* **Your goal**:
Using the records that appear below, write out exactly the lines from the one with "self.execute::<()>(Method::DELETE, url, None).await?;" through the one with "if let Some(body)", keeping both end lines.

* **Items from a dataset**:

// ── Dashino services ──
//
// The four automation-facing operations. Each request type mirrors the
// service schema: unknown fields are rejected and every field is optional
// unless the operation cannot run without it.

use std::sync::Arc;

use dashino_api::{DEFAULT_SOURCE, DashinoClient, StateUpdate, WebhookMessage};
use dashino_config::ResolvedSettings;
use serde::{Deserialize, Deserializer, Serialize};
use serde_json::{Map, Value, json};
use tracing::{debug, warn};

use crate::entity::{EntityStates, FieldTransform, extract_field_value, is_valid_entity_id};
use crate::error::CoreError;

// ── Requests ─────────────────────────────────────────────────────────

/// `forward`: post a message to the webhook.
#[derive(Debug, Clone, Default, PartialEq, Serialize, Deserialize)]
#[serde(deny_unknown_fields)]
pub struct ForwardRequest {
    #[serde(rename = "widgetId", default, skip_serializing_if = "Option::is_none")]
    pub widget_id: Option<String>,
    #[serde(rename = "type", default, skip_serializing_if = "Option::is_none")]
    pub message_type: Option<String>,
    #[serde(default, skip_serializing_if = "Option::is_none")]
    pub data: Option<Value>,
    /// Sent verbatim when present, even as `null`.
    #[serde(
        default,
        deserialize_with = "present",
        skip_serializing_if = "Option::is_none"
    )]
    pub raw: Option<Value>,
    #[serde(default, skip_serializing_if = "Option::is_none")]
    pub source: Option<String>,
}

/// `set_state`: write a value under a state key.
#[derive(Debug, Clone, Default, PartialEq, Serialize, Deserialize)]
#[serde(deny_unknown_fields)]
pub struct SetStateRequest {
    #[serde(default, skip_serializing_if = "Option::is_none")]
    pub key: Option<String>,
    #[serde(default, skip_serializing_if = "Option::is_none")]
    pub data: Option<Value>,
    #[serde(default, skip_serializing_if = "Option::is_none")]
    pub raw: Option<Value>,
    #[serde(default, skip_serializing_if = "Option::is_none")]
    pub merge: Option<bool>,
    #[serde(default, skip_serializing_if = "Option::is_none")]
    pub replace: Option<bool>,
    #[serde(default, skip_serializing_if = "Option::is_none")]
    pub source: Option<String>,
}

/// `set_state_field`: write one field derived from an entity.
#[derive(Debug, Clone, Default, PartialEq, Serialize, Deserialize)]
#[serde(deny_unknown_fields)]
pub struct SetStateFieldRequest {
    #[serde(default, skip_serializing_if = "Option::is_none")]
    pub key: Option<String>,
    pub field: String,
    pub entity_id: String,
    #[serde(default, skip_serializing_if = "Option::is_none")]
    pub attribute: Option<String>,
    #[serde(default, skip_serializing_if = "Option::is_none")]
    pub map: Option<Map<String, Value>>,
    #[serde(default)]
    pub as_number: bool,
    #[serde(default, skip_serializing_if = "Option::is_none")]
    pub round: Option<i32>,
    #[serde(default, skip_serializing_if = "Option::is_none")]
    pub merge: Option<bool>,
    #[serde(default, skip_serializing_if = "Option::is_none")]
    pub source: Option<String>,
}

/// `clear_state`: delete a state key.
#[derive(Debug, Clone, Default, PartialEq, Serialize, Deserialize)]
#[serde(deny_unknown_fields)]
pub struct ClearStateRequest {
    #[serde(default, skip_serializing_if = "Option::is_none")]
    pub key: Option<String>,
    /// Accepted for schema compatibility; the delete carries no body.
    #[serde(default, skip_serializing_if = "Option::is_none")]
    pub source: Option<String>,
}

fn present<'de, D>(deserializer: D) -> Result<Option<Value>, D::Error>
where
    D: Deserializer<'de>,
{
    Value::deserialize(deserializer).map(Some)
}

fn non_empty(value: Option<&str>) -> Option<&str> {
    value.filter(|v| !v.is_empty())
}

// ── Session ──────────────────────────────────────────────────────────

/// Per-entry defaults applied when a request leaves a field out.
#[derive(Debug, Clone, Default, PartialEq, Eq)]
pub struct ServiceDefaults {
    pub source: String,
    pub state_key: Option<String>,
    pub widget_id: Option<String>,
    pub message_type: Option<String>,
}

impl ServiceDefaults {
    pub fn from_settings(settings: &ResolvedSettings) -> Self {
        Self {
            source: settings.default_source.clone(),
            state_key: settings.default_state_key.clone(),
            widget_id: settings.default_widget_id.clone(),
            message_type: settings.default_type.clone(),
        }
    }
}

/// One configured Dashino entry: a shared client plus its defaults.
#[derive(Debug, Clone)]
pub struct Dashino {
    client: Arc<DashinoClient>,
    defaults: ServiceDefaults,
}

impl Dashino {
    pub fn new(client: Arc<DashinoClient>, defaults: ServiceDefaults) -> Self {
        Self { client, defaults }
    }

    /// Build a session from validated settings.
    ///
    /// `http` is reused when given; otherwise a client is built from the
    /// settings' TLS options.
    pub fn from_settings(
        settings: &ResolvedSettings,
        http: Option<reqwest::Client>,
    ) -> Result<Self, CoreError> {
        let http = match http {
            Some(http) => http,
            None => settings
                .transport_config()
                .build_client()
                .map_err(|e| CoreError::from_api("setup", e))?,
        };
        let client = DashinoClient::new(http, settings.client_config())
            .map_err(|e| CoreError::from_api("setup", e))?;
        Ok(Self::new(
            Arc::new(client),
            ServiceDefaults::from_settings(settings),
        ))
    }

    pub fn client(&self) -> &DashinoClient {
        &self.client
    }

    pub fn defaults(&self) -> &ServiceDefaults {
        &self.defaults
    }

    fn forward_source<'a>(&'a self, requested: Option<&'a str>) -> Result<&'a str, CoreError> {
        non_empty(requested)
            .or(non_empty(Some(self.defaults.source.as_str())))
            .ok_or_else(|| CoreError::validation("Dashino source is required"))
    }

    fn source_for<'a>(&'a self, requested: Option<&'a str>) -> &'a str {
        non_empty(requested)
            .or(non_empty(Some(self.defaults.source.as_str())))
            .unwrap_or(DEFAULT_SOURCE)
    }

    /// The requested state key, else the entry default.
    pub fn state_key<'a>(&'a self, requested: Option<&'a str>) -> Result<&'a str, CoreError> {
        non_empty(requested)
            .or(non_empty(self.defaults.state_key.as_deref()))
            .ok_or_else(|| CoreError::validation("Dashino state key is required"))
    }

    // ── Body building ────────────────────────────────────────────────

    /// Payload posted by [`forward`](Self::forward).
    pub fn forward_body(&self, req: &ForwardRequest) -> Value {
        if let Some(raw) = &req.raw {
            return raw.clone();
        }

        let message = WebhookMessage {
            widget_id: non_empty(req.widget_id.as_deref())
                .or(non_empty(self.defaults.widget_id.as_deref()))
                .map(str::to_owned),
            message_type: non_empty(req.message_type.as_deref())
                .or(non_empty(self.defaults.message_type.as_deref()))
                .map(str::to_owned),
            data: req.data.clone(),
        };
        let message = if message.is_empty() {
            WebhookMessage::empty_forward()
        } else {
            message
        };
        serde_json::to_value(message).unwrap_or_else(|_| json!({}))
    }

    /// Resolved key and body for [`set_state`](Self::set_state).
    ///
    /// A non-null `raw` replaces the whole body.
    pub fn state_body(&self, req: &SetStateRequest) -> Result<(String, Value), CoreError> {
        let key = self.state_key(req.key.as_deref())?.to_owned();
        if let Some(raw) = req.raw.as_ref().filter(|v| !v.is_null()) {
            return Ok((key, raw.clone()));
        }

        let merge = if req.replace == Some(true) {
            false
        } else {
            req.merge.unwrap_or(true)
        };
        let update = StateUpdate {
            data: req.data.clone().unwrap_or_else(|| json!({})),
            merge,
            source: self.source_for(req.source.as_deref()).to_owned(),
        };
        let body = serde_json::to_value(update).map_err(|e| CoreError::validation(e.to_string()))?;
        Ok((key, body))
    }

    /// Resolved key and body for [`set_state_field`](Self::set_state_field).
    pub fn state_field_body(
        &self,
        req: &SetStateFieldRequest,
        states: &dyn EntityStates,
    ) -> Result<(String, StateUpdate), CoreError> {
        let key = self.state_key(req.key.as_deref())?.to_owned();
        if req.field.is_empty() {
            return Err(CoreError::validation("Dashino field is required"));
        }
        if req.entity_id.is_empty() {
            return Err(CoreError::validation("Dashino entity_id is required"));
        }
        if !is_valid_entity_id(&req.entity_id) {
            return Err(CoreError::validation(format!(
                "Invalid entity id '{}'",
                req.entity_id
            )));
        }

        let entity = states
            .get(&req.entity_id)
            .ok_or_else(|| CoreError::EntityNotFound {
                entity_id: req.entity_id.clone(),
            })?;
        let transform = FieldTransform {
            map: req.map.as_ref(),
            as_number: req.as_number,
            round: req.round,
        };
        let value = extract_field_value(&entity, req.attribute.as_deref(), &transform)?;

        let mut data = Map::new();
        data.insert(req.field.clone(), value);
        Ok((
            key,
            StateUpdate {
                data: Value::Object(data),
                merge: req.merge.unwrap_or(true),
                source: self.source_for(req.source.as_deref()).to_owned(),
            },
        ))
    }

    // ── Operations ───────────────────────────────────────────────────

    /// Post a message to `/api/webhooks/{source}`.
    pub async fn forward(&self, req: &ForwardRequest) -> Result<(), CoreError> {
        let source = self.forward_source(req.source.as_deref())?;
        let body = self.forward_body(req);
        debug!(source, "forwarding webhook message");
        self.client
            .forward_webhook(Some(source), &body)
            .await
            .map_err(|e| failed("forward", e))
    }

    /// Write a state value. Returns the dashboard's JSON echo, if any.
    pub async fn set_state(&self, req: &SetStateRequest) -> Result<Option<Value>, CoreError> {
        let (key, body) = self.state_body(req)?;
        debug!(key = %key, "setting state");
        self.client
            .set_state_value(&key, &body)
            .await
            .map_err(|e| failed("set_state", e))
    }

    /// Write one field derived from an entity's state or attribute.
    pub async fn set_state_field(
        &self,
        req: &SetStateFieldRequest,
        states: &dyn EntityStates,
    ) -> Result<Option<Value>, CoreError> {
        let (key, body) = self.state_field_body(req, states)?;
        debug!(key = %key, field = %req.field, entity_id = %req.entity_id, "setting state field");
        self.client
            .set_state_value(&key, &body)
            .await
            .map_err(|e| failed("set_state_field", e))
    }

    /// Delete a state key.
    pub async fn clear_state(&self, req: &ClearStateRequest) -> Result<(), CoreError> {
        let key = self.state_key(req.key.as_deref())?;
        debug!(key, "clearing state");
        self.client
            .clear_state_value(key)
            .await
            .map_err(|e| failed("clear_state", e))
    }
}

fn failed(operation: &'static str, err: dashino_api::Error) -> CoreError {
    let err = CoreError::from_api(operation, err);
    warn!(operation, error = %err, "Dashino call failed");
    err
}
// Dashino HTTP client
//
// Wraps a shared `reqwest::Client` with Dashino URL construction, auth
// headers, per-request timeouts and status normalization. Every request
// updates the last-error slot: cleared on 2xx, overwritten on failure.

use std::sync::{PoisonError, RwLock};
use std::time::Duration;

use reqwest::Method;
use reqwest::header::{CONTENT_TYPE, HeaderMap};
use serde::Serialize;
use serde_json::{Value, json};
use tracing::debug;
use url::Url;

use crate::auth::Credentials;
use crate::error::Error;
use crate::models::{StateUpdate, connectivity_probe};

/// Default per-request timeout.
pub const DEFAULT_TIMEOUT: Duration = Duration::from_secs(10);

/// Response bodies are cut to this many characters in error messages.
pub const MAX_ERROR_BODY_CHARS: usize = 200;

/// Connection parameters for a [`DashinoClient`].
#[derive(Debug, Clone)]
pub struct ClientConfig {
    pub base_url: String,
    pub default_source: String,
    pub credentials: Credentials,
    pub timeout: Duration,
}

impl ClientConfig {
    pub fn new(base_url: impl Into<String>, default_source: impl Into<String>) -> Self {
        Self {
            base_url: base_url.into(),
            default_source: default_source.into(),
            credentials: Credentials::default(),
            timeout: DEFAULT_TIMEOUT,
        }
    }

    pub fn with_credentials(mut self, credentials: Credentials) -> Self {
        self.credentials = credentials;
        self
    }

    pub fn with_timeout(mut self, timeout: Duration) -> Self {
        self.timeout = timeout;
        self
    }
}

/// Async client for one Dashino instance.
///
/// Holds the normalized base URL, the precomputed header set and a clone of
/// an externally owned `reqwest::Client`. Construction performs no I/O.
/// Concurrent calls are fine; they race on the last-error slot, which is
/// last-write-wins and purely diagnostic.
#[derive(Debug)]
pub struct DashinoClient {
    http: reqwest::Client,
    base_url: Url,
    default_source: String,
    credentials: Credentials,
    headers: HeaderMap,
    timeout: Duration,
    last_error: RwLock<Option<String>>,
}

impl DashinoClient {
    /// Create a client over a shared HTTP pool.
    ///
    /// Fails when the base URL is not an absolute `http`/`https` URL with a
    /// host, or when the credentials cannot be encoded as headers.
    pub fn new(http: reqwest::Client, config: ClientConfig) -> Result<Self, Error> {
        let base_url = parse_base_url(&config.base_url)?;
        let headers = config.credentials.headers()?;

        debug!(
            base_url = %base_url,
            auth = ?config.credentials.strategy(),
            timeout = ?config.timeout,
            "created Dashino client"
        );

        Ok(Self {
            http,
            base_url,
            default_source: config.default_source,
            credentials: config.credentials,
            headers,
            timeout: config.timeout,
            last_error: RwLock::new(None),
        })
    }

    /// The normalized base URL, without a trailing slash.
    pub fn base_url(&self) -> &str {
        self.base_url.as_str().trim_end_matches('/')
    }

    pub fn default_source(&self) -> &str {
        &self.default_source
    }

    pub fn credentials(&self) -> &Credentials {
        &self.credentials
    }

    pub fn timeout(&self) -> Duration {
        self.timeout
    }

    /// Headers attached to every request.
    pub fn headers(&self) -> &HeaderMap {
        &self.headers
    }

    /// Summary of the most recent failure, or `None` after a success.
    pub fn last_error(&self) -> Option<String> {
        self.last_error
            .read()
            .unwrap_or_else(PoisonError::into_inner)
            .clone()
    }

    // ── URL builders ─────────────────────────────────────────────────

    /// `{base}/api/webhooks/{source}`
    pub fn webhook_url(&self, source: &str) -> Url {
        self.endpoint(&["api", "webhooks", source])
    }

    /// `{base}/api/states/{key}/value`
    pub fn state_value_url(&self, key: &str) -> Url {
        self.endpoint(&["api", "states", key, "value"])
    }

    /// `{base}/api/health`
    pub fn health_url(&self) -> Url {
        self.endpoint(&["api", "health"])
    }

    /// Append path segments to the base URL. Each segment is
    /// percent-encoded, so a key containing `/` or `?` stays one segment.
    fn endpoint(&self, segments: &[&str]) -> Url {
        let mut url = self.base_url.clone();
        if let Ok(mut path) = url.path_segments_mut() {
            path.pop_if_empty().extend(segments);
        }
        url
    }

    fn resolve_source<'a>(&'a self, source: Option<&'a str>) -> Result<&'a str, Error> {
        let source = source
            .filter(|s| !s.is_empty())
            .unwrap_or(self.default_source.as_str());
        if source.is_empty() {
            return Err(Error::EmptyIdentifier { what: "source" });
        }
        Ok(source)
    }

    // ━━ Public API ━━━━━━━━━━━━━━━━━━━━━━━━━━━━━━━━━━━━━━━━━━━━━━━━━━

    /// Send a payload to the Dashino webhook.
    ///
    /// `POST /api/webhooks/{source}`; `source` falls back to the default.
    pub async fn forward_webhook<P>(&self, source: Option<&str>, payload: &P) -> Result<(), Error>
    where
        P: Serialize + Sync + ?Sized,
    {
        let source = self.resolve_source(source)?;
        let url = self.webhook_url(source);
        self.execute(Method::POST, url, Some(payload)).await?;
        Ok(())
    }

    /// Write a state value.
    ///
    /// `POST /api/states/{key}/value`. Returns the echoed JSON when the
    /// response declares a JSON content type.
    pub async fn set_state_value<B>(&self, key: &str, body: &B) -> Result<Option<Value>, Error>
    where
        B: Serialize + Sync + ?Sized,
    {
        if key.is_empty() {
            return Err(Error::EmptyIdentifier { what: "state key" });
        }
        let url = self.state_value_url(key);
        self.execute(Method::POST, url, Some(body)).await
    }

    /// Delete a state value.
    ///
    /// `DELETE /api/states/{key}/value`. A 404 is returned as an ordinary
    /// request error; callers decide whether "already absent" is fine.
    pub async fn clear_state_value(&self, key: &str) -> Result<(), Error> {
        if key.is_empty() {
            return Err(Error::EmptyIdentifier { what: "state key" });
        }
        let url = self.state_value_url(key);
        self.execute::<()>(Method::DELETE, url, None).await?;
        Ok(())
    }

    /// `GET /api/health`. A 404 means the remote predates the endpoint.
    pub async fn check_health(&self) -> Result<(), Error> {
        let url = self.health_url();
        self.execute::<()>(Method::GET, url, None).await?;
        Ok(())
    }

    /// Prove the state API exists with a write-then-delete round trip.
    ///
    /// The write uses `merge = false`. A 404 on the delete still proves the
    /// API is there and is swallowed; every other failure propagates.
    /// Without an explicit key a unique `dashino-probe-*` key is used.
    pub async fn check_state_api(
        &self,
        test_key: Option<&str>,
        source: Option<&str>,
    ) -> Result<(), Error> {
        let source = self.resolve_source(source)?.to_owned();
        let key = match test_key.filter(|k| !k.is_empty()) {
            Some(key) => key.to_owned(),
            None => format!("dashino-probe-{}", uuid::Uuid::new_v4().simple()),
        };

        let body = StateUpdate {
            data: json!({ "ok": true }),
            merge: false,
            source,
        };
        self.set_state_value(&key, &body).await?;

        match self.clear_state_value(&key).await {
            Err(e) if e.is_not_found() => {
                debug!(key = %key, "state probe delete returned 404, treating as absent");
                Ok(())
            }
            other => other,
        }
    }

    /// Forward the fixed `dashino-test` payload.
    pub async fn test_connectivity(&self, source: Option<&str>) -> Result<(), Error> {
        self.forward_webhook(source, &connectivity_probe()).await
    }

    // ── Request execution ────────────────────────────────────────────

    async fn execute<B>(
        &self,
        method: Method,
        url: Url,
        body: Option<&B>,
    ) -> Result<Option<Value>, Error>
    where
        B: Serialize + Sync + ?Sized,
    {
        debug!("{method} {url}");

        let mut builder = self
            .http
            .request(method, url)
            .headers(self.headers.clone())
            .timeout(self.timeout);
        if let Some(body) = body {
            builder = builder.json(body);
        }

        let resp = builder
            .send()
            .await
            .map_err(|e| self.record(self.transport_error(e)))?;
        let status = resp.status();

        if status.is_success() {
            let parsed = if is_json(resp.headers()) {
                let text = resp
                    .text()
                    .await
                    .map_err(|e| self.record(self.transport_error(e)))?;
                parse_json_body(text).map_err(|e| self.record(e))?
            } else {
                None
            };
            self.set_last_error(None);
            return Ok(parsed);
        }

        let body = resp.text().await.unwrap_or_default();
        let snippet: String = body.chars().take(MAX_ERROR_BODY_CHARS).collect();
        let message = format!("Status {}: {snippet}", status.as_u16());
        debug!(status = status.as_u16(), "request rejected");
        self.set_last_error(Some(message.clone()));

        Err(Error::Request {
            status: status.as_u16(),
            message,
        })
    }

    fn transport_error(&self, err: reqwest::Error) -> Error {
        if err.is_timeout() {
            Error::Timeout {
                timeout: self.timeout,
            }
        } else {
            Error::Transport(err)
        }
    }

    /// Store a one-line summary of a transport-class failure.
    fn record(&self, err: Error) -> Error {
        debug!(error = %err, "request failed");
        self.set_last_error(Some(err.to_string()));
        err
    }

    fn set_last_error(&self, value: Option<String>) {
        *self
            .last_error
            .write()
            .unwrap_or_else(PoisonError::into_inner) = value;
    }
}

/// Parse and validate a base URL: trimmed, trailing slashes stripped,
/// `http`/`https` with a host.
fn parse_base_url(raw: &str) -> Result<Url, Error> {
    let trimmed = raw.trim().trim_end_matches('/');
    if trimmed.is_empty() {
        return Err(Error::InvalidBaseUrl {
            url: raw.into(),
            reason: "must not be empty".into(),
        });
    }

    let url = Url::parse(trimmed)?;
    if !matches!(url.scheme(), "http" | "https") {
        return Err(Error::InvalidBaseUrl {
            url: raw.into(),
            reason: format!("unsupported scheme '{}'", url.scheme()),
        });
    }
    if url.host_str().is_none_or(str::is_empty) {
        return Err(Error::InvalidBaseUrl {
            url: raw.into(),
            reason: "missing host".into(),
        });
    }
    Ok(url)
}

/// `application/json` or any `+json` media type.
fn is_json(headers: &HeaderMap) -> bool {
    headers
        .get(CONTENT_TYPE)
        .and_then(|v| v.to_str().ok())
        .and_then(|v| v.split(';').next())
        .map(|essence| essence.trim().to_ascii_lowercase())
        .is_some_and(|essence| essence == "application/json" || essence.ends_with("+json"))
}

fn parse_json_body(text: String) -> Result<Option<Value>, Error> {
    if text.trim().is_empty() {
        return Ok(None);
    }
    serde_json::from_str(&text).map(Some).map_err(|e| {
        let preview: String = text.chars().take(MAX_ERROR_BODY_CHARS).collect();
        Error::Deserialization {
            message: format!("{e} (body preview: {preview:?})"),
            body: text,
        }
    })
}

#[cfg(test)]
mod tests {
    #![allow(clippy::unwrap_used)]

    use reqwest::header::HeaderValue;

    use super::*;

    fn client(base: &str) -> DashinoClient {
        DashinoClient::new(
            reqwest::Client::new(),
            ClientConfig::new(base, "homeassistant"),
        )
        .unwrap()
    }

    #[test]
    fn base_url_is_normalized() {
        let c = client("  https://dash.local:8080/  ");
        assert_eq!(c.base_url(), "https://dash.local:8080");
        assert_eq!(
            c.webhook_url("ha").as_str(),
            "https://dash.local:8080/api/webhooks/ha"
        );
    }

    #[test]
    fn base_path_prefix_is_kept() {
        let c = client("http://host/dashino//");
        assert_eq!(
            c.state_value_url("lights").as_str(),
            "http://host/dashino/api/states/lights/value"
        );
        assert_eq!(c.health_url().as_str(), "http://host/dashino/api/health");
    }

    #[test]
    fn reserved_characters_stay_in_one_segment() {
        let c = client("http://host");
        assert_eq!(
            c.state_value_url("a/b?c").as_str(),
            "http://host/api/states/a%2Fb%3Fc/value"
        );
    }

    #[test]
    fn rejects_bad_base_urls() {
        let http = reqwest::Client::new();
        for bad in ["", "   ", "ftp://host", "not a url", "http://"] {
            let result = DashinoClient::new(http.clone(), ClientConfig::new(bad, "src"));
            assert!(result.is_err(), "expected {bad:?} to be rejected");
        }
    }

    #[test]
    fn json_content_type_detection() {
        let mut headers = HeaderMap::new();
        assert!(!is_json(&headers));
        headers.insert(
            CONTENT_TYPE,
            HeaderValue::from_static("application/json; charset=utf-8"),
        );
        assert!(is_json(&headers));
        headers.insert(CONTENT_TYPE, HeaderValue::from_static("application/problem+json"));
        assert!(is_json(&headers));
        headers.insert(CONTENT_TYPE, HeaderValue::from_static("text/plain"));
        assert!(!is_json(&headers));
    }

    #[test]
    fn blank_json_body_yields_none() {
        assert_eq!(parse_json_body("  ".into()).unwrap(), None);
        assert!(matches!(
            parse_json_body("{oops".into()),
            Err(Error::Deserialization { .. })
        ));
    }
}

* **Result of this task**:
        self.execute::<()>(Method::DELETE, url, None).await?;
        Ok(())
    }

    /// `GET /api/health`. A 404 means the remote predates the endpoint.
    pub async fn check_health(&self) -> Result<(), Error> {
        let url = self.health_url();
        self.execute::<()>(Method::GET, url, None).await?;
        Ok(())
    }

    /// Prove the state API exists with a write-then-delete round trip.
    ///
    /// The write uses `merge = false`. A 404 on the delete still proves the
    /// API is there and is swallowed; every other failure propagates.
    /// Without an explicit key a unique `dashino-probe-*` key is used.
    pub async fn check_state_api(
        &self,
        test_key: Option<&str>,
        source: Option<&str>,
    ) -> Result<(), Error> {
        let source = self.resolve_source(source)?.to_owned();
        let key = match test_key.filter(|k| !k.is_empty()) {
            Some(key) => key.to_owned(),
            None => format!("dashino-probe-{}", uuid::Uuid::new_v4().simple()),
        };

        let body = StateUpdate {
            data: json!({ "ok": true }),
            merge: false,
            source,
        };
        self.set_state_value(&key, &body).await?;

        match self.clear_state_value(&key).await {
            Err(e) if e.is_not_found() => {
                debug!(key = %key, "state probe delete returned 404, treating as absent");
                Ok(())
            }
            other => other,
        }
    }

    /// Forward the fixed `dashino-test` payload.
    pub async fn test_connectivity(&self, source: Option<&str>) -> Result<(), Error> {
        self.forward_webhook(source, &connectivity_probe()).await
    }

    // ── Request execution ────────────────────────────────────────────

    async fn execute<B>(
        &self,
        method: Method,
        url: Url,
        body: Option<&B>,
    ) -> Result<Option<Value>, Error>
    where
        B: Serialize + Sync + ?Sized,
    {
        debug!("{method} {url}");

        let mut builder = self
            .http
            .request(method, url)
            .headers(self.headers.clone())
            .timeout(self.timeout);
        if let Some(body) = body {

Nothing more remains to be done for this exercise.